Professional ratings
Review scores
| Source | Rating |
| AllMusic | Star Half star |

==Background==
Trial by Fire was Journey's first studio album in ten years, following Raised on Radio in 1986 and the band's subsequent split. Neal Schon and Jonathan Cain had formed supergroup Bad English and released albums in 1989 and 1991, while singer Steve Perry released his second solo album, For the Love of Strange Medicine (1994). While on a solo tour in 1994, it became apparent to Perry that "underneath it all, I was missing more and more being the singer in Journey than I ever thought I would." When A&R executive John Kalodner of Columbia Records suggested the band reform, Cain, Perry, and Schon began writing together. According to Perry, they wanted to "see if we had the spark to write again" instead of simply reforming for a comeback tour. "I was invited – and quickly uninvited," recalled Gregg Rolie, who had left in 1980.
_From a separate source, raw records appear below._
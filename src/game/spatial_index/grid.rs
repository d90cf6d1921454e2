use bevy::prelude::*;

use crate::game::math::cell_of;
use crate::game::types::AgentId;
use super::{Entry, SpatialIndex};

impl SpatialIndex {
    pub fn cell_for(&self, pos: Vec2) -> IVec2 {
        cell_of(pos, self.cell_size)
    }

    /// Insert `id` at `pos`. Inserting an id that is already present moves it.
    pub fn insert(&mut self, id: AgentId, pos: Vec2) {
        if self.entries.contains_key(&id) {
            self.update(id, pos);
            return;
        }
        let cell = self.cell_for(pos);
        self.cells.entry(cell).or_default().push(id);
        self.entries.insert(id, Entry { cell, pos });
    }

    /// Move `id` to `pos`. Returns true if the agent changed cells.
    ///
    /// Calling this with a position in the same cell only refreshes the cached
    /// position, so repeated calls are idempotent. An unknown id is inserted.
    pub fn update(&mut self, id: AgentId, pos: Vec2) -> bool {
        let new_cell = self.cell_for(pos);
        let Some(entry) = self.entries.get_mut(&id) else {
            self.cells.entry(new_cell).or_default().push(id);
            self.entries.insert(id, Entry { cell: new_cell, pos });
            return true;
        };

        entry.pos = pos;
        if entry.cell == new_cell {
            return false;
        }

        let old_cell = entry.cell;
        entry.cell = new_cell;
        self.detach(id, old_cell);
        self.cells.entry(new_cell).or_default().push(id);
        true
    }

    /// Remove `id`. Returns false if it was not indexed.
    pub fn remove(&mut self, id: AgentId) -> bool {
        match self.entries.remove(&id) {
            Some(entry) => {
                self.detach(id, entry.cell);
                true
            }
            None => false,
        }
    }

    fn detach(&mut self, id: AgentId, cell: IVec2) {
        let Some(bucket) = self.cells.get_mut(&cell) else {
            debug_assert!(false, "spatial index entry without bucket for {}", id);
            return;
        };
        if let Some(slot) = bucket.iter().position(|&other| other == id) {
            bucket.remove(slot);
        }
        if bucket.is_empty() {
            self.cells.remove(&cell);
        }
    }
}
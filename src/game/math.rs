use bevy::prelude::*;
use std::f32::consts::{PI, TAU};

/// Number of facing bins exposed to rendering (22.5 degrees each).
pub const FACING_BINS: u8 = 16;

/// Number of heading bins used for congestion bucketing (45 degrees each).
pub const HEADING_BINS: u8 = 8;

/// Movement shorter than this does not change facing or heading.
pub const MOVE_EPSILON: f32 = 0.001;

/// Quantize a direction into `bins` equal sectors, bin 0 centered on +X.
pub fn angle_bin(v: Vec2, bins: u8) -> Option<u8> {
    if v.x.abs() <= MOVE_EPSILON && v.y.abs() <= MOVE_EPSILON {
        return None;
    }
    let step = TAU / bins as f32;
    let bin = (v.y.atan2(v.x) / step).round() as i32;
    Some(bin.rem_euclid(bins as i32) as u8)
}

pub fn facing_bin(v: Vec2) -> Option<u8> {
    angle_bin(v, FACING_BINS)
}

pub fn heading_bin(v: Vec2) -> Option<u8> {
    angle_bin(v, HEADING_BINS)
}

/// Wrap an angle into `[0, TAU)`.
pub fn wrap_angle(angle: f32) -> f32 {
    let wrapped = angle.rem_euclid(TAU);
    if wrapped >= TAU { 0.0 } else { wrapped }
}

/// Signed shortest rotation from `from` to `to`, in `(-PI, PI]`.
pub fn angle_delta(from: f32, to: f32) -> f32 {
    let d = (to - from + PI).rem_euclid(TAU) - PI;
    if d <= -PI { d + TAU } else { d }
}

/// Integer cell containing `pos`.
pub fn cell_of(pos: Vec2, cell_size: f32) -> IVec2 {
    IVec2::new(
        (pos.x / cell_size).floor() as i32,
        (pos.y / cell_size).floor() as i32,
    )
}

pub fn cell_center(cell: IVec2, cell_size: f32) -> Vec2 {
    Vec2::new(
        (cell.x as f32 + 0.5) * cell_size,
        (cell.y as f32 + 0.5) * cell_size,
    )
}

/// Velocity of length `speed` from `from` toward `to`; zero when they coincide.
pub fn move_toward(from: Vec2, to: Vec2, speed: f32) -> Vec2 {
    let delta = to - from;
    let dist = delta.length();
    if dist <= 0.0 {
        return Vec2::ZERO;
    }
    delta / dist * speed
}

/// Unit heading vector for an angle in radians.
pub fn heading(angle: f32) -> Vec2 {
    Vec2::new(angle.cos(), angle.sin())
}

/// Whether a circle overlaps an axis-aligned cell.
pub fn circle_overlaps_cell(center: Vec2, radius: f32, cell: IVec2, cell_size: f32) -> bool {
    let min = cell.as_vec2() * cell_size;
    let max = min + Vec2::splat(cell_size);
    let closest = center.clamp(min, max);
    center.distance_squared(closest) < radius * radius
}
Perry said the band did not try to reinvent themselves on the album: "Nothing sounds more pretentious than someone being something they're not. One of the things we've always known is that there are certain musical directions that fit what [our] chemistry is about. We're going to sink or swim being what we are and not by trying to reinvent ourselves and not by trying to be the flavor of the month."

== Critical reception ==
Reviewing the material for Record Collector, Tim Jones observed that the members exhibited prime adult oriented rock ballad form, supplemented by several uptempo tracks. He noted that while the overall energy levels did not reach the heights of the collective's early 1980s output, "Message of Love" stood out as an exceptional track, showcasing superb vocals, harmonies, and guitar work. Additionally, Jones praised "One More" for its refined guitar playing and sharp lead vocals. He commented that the abundant tender moments, characterized by delicate piano passages and strings, were effectively balanced by the Bryan Adams-style rock track "Can't Tame the Lion"—which highlighted guitarist Neal Schon's performance—and a jazzy title track. Ultimately, Jones characterized the release as a soothing representation of the group in a relaxed, comfortable mode.

==Track listing==

| No. | Title | Writer(s) | Length |
|---|---|---|---|
| 1. | "Message of Love" | Perry; Schon; Cain; John Bettis; | 5:34 |
| 2. | "One More" |  | 5:28 |
| 3. | "When You Love a Woman" |  | 4:07 |
| 4. | "If He Should Break Your Heart" |  | 4:23 |
| 5. | "Forever in Blue" |  | 3:35 |
| 6. | "Castles Burning" |  | 6:00 |
| 7. | "Don't Be Down on Me Baby" |  | 4:01 |
| 8. | "Still She Cries" |  | 5:04 |
| 9. | "Colors of the Spirit" | Perry; Cain; Schon; Bettis; | 5:41 |
| 10. | "When I Think of You" | Perry; Cain; | 4:21 |
| 11. | "Easy to Fall" |  | 5:15 |
| 12. | "Can't Tame the Lion" |  | 4:32 |
| 13. | "It's Just the Rain" | Perry; Cain; | 5:19 |
| 14. | "Trial by Fire" |  | 4:41 |
| 15. | "Baby I'm a Leavin' You" (hidden track) |  | 2:49 |
| 16. | "I Can See It in Your Eyes" (Japanese-only bonus track on the original CD release, appearing as track 13, later added to the 2006 CD reissue) |  | 4:12 |

==Personnel==
Journey
- Steve Perry – lead vocals
- Neal Schon – guitars, backing vocals
- Jonathan Cain – keyboards, backing vocals, additional acoustic guitars, engineer
- Ross Valory – bass guitar, backing vocals
- Steve Smith – drums

Additional musicians
- Paulinho da Costa – percussion
- Scott Pinkerton – programming
- David Campbell – string arrangements

Production
- Kevin Shirley – producer, engineer, mixing
- George Massenburg – engineer, mixing
- John Hurlbut, Bob Levy – engineers
- George Marino – mastering
- John Kalodner – A&R

==Charts==

| Chart (1996) | Peak position |
|---|---|
| Canada Top Albums/CDs (RPM) | 16 |
| Dutch Albums (Album Top 100) | 89 |
| German Albums (Offizielle Top 100) | 62 |
| Japanese Albums (Oricon) | 6 |
| Swedish Albums (Sverigetopplistan) | 24 |
| UK Albums (Official Charts) | 84 |
| US Billboard 200 | 3 |

== Certifications and sales ==

| Region | Certification | Certified units/sales |
| Canada (Music Canada) | Gold | 50,000^{^} |
| Japan (RIAJ) | Gold | 100,000^{^} |
| United States (RIAA) | Platinum | 1,000,000^{^} |
^{^} Shipments figures based on certification alone.